-- Data follows --

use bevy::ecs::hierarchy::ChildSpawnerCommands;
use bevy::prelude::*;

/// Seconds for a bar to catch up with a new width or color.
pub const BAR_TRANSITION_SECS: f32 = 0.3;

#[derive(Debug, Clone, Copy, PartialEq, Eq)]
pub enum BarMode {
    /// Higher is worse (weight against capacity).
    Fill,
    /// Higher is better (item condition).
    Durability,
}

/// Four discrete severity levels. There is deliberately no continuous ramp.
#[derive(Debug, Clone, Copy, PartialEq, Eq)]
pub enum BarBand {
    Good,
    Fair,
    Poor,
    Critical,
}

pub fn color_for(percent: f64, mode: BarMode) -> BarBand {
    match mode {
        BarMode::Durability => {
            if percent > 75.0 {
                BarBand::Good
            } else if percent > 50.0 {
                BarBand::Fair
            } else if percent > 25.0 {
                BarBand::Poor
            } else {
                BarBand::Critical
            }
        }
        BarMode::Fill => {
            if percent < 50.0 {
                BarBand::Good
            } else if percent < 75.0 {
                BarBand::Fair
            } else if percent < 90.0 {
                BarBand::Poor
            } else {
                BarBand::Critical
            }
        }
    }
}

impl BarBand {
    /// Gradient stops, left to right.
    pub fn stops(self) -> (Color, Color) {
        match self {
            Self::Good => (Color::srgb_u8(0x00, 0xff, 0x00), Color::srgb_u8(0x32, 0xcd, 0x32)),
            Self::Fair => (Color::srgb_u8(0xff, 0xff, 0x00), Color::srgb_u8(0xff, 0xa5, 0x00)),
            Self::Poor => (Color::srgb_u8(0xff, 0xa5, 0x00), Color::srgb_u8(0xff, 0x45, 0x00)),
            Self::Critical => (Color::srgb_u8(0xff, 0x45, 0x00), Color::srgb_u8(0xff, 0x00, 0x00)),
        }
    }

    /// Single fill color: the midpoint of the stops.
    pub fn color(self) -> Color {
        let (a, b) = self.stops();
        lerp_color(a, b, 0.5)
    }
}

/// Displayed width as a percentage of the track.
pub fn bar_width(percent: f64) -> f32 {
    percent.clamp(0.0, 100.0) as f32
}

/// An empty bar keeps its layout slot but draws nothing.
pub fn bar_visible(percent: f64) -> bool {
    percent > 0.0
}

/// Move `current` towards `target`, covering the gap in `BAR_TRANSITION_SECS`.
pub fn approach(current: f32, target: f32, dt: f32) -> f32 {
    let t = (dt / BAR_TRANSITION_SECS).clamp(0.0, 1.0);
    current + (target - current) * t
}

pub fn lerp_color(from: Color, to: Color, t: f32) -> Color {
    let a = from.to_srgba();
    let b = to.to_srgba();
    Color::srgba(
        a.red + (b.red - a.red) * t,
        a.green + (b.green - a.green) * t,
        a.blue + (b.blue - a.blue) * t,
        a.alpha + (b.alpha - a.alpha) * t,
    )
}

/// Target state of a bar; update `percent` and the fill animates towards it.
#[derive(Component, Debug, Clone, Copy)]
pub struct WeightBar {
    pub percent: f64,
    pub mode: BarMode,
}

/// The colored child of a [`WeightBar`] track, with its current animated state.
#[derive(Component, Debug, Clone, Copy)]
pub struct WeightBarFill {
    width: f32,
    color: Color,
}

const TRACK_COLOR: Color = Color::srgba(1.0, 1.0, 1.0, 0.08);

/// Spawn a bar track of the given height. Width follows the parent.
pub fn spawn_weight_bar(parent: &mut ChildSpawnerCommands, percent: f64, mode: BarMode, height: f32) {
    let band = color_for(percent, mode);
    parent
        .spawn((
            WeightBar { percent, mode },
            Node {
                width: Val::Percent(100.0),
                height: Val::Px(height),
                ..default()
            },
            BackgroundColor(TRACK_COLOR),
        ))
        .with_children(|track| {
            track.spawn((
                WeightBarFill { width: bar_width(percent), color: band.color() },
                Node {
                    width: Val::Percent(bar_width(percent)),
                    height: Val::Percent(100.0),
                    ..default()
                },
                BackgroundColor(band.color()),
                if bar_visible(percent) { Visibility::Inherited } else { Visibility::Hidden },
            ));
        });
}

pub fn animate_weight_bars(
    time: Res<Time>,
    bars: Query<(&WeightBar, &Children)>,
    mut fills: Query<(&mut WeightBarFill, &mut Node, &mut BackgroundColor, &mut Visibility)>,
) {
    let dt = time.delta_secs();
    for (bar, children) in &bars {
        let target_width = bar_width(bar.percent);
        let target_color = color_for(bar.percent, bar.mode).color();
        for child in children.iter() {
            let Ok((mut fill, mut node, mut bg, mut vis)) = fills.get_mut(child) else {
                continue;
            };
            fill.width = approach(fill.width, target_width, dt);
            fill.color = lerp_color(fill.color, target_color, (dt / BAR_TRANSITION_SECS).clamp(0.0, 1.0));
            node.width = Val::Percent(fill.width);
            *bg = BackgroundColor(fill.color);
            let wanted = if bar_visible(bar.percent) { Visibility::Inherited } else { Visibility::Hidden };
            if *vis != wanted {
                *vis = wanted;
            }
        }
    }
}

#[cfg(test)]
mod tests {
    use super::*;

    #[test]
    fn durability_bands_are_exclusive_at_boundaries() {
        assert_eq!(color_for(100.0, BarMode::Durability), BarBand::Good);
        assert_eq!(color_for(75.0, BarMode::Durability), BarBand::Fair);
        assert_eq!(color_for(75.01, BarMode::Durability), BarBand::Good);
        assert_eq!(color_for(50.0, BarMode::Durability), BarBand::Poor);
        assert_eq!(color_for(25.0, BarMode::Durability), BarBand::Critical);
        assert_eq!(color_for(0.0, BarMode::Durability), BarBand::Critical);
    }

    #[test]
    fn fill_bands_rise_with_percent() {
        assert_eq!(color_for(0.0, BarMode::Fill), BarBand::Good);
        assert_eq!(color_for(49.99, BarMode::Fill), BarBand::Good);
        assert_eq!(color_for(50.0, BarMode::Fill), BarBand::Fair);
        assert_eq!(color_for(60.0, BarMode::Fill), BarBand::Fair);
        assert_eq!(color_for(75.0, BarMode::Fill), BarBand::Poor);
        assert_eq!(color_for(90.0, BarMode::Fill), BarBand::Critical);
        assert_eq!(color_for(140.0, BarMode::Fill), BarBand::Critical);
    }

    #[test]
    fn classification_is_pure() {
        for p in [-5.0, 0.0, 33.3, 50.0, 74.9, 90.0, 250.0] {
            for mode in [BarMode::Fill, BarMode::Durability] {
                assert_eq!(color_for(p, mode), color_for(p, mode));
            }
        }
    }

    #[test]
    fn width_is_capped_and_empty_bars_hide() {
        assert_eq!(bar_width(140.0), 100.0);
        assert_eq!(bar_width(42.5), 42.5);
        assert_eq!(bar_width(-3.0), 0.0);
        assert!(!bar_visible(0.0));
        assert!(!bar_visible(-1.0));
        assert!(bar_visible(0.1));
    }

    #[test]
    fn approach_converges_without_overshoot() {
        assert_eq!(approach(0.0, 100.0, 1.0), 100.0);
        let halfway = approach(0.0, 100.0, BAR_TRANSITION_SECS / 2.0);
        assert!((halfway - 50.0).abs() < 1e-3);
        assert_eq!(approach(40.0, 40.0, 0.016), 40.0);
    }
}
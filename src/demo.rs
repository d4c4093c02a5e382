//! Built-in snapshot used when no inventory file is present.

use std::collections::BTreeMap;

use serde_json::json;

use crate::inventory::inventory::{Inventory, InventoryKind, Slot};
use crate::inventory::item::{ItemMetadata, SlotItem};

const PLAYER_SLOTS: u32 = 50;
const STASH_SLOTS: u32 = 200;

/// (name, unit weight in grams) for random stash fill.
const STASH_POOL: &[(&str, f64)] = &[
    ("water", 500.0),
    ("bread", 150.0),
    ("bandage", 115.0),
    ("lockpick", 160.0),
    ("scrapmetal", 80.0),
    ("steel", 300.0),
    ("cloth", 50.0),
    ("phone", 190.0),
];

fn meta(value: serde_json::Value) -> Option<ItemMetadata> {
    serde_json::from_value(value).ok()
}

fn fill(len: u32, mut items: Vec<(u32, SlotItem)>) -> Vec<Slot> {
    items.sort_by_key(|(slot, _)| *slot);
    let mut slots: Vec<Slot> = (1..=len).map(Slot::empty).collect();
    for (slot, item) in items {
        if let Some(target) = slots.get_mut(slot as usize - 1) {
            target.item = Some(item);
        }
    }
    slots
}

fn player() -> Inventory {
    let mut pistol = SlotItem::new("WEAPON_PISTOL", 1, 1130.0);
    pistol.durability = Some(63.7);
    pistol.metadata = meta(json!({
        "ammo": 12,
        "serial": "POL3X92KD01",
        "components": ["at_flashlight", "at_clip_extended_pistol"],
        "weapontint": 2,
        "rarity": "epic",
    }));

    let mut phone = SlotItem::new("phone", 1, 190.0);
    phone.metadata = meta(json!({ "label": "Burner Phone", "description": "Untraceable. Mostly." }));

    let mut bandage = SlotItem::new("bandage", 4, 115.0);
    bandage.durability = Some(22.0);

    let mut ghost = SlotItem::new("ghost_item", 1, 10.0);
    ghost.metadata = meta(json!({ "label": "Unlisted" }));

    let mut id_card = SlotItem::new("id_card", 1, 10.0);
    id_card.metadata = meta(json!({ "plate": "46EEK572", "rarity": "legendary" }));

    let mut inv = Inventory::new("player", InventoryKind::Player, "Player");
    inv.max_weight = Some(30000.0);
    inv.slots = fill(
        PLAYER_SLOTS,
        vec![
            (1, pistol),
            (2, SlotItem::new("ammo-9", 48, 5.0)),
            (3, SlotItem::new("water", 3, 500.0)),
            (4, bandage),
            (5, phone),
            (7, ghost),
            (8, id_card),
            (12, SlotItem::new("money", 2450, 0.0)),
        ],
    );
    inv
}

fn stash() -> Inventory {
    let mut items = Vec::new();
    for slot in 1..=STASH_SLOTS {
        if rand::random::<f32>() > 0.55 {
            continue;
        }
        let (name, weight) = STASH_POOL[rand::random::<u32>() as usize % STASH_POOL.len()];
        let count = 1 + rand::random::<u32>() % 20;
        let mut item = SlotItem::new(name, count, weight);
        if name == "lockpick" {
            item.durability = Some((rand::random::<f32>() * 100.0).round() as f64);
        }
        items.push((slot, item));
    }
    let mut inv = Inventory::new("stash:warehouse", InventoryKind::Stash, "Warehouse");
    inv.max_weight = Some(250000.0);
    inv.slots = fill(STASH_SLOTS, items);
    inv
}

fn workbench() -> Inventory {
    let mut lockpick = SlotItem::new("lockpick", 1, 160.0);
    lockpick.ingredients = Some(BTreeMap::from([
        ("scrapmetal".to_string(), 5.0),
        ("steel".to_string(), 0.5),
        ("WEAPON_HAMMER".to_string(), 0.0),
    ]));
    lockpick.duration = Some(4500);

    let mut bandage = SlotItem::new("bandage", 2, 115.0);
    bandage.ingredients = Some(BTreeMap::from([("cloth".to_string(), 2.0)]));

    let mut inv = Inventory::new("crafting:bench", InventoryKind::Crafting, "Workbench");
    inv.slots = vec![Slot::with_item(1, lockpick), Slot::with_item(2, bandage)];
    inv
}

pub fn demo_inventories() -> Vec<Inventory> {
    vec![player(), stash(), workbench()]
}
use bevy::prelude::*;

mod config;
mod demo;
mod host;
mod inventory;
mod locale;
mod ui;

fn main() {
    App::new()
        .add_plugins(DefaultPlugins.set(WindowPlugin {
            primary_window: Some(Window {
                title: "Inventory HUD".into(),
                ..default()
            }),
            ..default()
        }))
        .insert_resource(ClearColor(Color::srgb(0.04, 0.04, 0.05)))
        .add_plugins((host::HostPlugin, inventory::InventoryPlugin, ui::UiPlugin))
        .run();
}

-- Data concluded --

# What the exercise asks
After reading the material above, state how many of its lines hold the word "clamp". No other output is needed.

# Worked solution
3